• Data provided
//! Engineer repository contracts and SQLite implementation.
//!
//! # Invariants
//! - `Engineer::validate()` runs before every insert/update, so a zero
//!   `max_capacity` can never be persisted.
//! - Skills are written as a full replacement inside the record transaction.

use super::{load_skills, parse_u32, parse_uuid, replace_skills, RepoError, RepoResult};
use crate::db::SharedConnection;
use crate::model::engineer::{normalize_skills, Engineer, EngineerId, Seniority};
use rusqlite::{params, Connection, Row};

const ENGINEER_SELECT_SQL: &str = "SELECT
    uuid,
    name,
    seniority,
    department,
    max_capacity
FROM engineers";

/// Repository interface for the engineer roster.
pub trait EngineerRepository: Send + Sync {
    fn create_engineer(&self, engineer: &Engineer) -> RepoResult<EngineerId>;
    fn update_engineer(&self, engineer: &Engineer) -> RepoResult<()>;
    fn get_engineer(&self, id: EngineerId) -> RepoResult<Option<Engineer>>;
    /// Lists engineers ordered by name (case-insensitive), then ID.
    fn list_engineers(&self) -> RepoResult<Vec<Engineer>>;
}

/// SQLite-backed engineer repository.
#[derive(Clone)]
pub struct SqliteEngineerRepository {
    conn: SharedConnection,
}

impl SqliteEngineerRepository {
    pub fn new(conn: SharedConnection) -> Self {
        Self { conn }
    }
}

impl EngineerRepository for SqliteEngineerRepository {
    fn create_engineer(&self, engineer: &Engineer) -> RepoResult<EngineerId> {
        engineer.validate()?;
        let id_text = engineer.id.to_string();

        let mut conn = self.conn.lock();
        let tx = conn.transaction()?;
        tx.execute(
            "INSERT INTO engineers (uuid, name, seniority, department, max_capacity)
             VALUES (?1, ?2, ?3, ?4, ?5);",
            params![
                id_text,
                engineer.name.trim(),
                engineer.seniority.as_str(),
                engineer.department.trim(),
                engineer.max_capacity,
            ],
        )?;
        replace_skills(
            &tx,
            "engineer_skills",
            "engineer_uuid",
            &id_text,
            &normalize_skills(&engineer.skills),
        )?;
        tx.commit()?;

        Ok(engineer.id)
    }

    fn update_engineer(&self, engineer: &Engineer) -> RepoResult<()> {
        engineer.validate()?;
        let id_text = engineer.id.to_string();

        let mut conn = self.conn.lock();
        let tx = conn.transaction()?;
        let changed = tx.execute(
            "UPDATE engineers
             SET
                name = ?1,
                seniority = ?2,
                department = ?3,
                max_capacity = ?4,
                updated_at = (strftime('%s', 'now') * 1000)
             WHERE uuid = ?5;",
            params![
                engineer.name.trim(),
                engineer.seniority.as_str(),
                engineer.department.trim(),
                engineer.max_capacity,
                id_text,
            ],
        )?;
        if changed == 0 {
            return Err(RepoError::NotFound {
                entity: "engineer",
                id: engineer.id,
            });
        }
        replace_skills(
            &tx,
            "engineer_skills",
            "engineer_uuid",
            &id_text,
            &normalize_skills(&engineer.skills),
        )?;
        tx.commit()?;

        Ok(())
    }

    fn get_engineer(&self, id: EngineerId) -> RepoResult<Option<Engineer>> {
        let conn = self.conn.lock();
        let mut stmt = conn.prepare(&format!("{ENGINEER_SELECT_SQL} WHERE uuid = ?1;"))?;
        let mut rows = stmt.query([id.to_string()])?;
        if let Some(row) = rows.next()? {
            return Ok(Some(parse_engineer_row(&conn, row)?));
        }
        Ok(None)
    }

    fn list_engineers(&self) -> RepoResult<Vec<Engineer>> {
        let conn = self.conn.lock();
        let mut stmt = conn.prepare(&format!(
            "{ENGINEER_SELECT_SQL} ORDER BY name COLLATE NOCASE ASC, uuid ASC;"
        ))?;
        let mut rows = stmt.query([])?;
        let mut engineers = Vec::new();
        while let Some(row) = rows.next()? {
            engineers.push(parse_engineer_row(&conn, row)?);
        }
        Ok(engineers)
    }
}

fn parse_engineer_row(conn: &Connection, row: &Row<'_>) -> RepoResult<Engineer> {
    let id_text: String = row.get("uuid")?;
    let id = parse_uuid(&id_text, "engineers.uuid")?;

    let seniority_text: String = row.get("seniority")?;
    let seniority = Seniority::parse(&seniority_text).ok_or_else(|| {
        RepoError::InvalidData(format!(
            "invalid seniority `{seniority_text}` in engineers.seniority"
        ))
    })?;

    let engineer = Engineer {
        id,
        name: row.get("name")?,
        skills: load_skills(conn, "engineer_skills", "engineer_uuid", &id_text)?,
        seniority,
        department: row.get("department")?,
        max_capacity: parse_u32(row.get("max_capacity")?, "engineers.max_capacity")?,
    };
    engineer.validate()?;
    Ok(engineer)
}
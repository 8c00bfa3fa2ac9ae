//! Durable assignment log keyed by engineer.
//!
//! # Responsibility
//! - Persist one row per assignment; remove the row on unassign.
//! - Provide the rows the ledger sums to rebuild per-engineer totals.
//!
//! # Invariants
//! - Only the allocation ledger writes through this repository.
//! - No aggregate totals are stored; they are always recomputed.
//! - `(project, engineer)` is unique among stored rows.
//! - An insert rejected by a foreign key reports the missing reference as
//!   `NotFound`, so a project deleted mid-commit surfaces as "not found".

use super::{parse_u32, parse_uuid, RepoError, RepoResult};
use crate::db::SharedConnection;
use crate::model::assignment::{Assignment, AssignmentId};
use crate::model::engineer::EngineerId;
use rusqlite::{params, params_from_iter, Connection, ErrorCode, Row};

const ASSIGNMENT_SELECT_SQL: &str = "SELECT
    uuid,
    project_uuid,
    engineer_uuid,
    allocation_percentage,
    start_date,
    end_date,
    role
FROM assignments";

pub trait AssignmentRepository: Send + Sync {
    fn insert_assignment(&self, assignment: &Assignment) -> RepoResult<()>;
    fn delete_assignment(&self, id: AssignmentId) -> RepoResult<()>;
    fn get_assignment(&self, id: AssignmentId) -> RepoResult<Option<Assignment>>;
    /// Lists every stored assignment ordered by engineer, then start date.
    fn list_assignments(&self) -> RepoResult<Vec<Assignment>>;
    fn list_for_engineer(&self, engineer_id: EngineerId) -> RepoResult<Vec<Assignment>>;
    /// Sums stored allocation for one engineer; used to audit ledger state.
    fn sum_for_engineer(&self, engineer_id: EngineerId) -> RepoResult<u32>;
}

#[derive(Clone)]
pub struct SqliteAssignmentRepository {
    conn: SharedConnection,
}

impl SqliteAssignmentRepository {
    pub fn new(conn: SharedConnection) -> Self {
        Self { conn }
    }

    fn query(&self, filter: &str, bind: Option<String>) -> RepoResult<Vec<Assignment>> {
        let conn = self.conn.lock();
        let mut stmt = conn.prepare(&format!(
            "{ASSIGNMENT_SELECT_SQL} {filter} ORDER BY engineer_uuid ASC, start_date ASC, uuid ASC;"
        ))?;
        let mut rows = stmt.query(params_from_iter(bind.iter()))?;
        let mut assignments = Vec::new();
        while let Some(row) = rows.next()? {
            assignments.push(parse_assignment_row(row)?);
        }
        Ok(assignments)
    }
}

impl AssignmentRepository for SqliteAssignmentRepository {
    fn insert_assignment(&self, assignment: &Assignment) -> RepoResult<()> {
        assignment.validate()?;
        let conn = self.conn.lock();
        let inserted = conn.execute(
            "INSERT INTO assignments (
                uuid,
                project_uuid,
                engineer_uuid,
                allocation_percentage,
                start_date,
                end_date,
                role
            ) VALUES (?1, ?2, ?3, ?4, ?5, ?6, ?7);",
            params![
                assignment.id.to_string(),
                assignment.project_id.to_string(),
                assignment.engineer_id.to_string(),
                assignment.allocation_percentage,
                assignment.start_date,
                assignment.end_date,
                assignment.role.trim(),
            ],
        );
        match inserted {
            Ok(_) => Ok(()),
            Err(err) if is_constraint_violation(&err) => {
                Err(missing_reference(&conn, assignment)?.unwrap_or_else(|| err.into()))
            }
            Err(err) => Err(err.into()),
        }
    }

    fn delete_assignment(&self, id: AssignmentId) -> RepoResult<()> {
        let changed = self
            .conn
            .lock()
            .execute("DELETE FROM assignments WHERE uuid = ?1;", [id.to_string()])?;
        if changed == 0 {
            return Err(RepoError::NotFound {
                entity: "assignment",
                id,
            });
        }
        Ok(())
    }

    fn get_assignment(&self, id: AssignmentId) -> RepoResult<Option<Assignment>> {
        Ok(self
            .query("WHERE uuid = ?1", Some(id.to_string()))?
            .into_iter()
            .next())
    }

    fn list_assignments(&self) -> RepoResult<Vec<Assignment>> {
        self.query("", None)
    }

    fn list_for_engineer(&self, engineer_id: EngineerId) -> RepoResult<Vec<Assignment>> {
        self.query("WHERE engineer_uuid = ?1", Some(engineer_id.to_string()))
    }

    fn sum_for_engineer(&self, engineer_id: EngineerId) -> RepoResult<u32> {
        let total: i64 = self.conn.lock().query_row(
            "SELECT COALESCE(SUM(allocation_percentage), 0)
             FROM assignments
             WHERE engineer_uuid = ?1;",
            [engineer_id.to_string()],
            |row| row.get(0),
        )?;
        parse_u32(total, "SUM(assignments.allocation_percentage)")
    }
}

fn is_constraint_violation(err: &rusqlite::Error) -> bool {
    matches!(
        err,
        rusqlite::Error::SqliteFailure(failure, _) if failure.code == ErrorCode::ConstraintViolation
    )
}

/// Names the referenced row that no longer exists, if any.
fn missing_reference(
    conn: &Connection,
    assignment: &Assignment,
) -> RepoResult<Option<RepoError>> {
    let exists = |table: &str, id: &str| -> RepoResult<bool> {
        Ok(conn.query_row(
            &format!("SELECT EXISTS(SELECT 1 FROM {table} WHERE uuid = ?1);"),
            [id],
            |row| row.get(0),
        )?)
    };
    if !exists("projects", &assignment.project_id.to_string())? {
        return Ok(Some(RepoError::NotFound {
            entity: "project",
            id: assignment.project_id,
        }));
    }
    if !exists("engineers", &assignment.engineer_id.to_string())? {
        return Ok(Some(RepoError::NotFound {
            entity: "engineer",
            id: assignment.engineer_id,
        }));
    }
    Ok(None)
}

fn parse_assignment_row(row: &Row<'_>) -> RepoResult<Assignment> {
    let id_text: String = row.get("uuid")?;
    let project_text: String = row.get("project_uuid")?;
    let engineer_text: String = row.get("engineer_uuid")?;

    let assignment = Assignment {
        id: parse_uuid(&id_text, "assignments.uuid")?,
        project_id: parse_uuid(&project_text, "assignments.project_uuid")?,
        engineer_id: parse_uuid(&engineer_text, "assignments.engineer_uuid")?,
        allocation_percentage: parse_u32(
            row.get("allocation_percentage")?,
            "assignments.allocation_percentage",
        )?,
        start_date: row.get("start_date")?,
        end_date: row.get("end_date")?,
        role: row.get("role")?,
    };
    assignment.validate()?;
    Ok(assignment)
}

• Work request
Your answer should be the lines above that contain the word "rusqlite", copied out.

• Finished exercise
use rusqlite::{params, Connection, Row};
use rusqlite::{params, params_from_iter, Connection, ErrorCode, Row};
fn is_constraint_violation(err: &rusqlite::Error) -> bool {
        rusqlite::Error::SqliteFailure(failure, _) if failure.code == ErrorCode::ConstraintViolation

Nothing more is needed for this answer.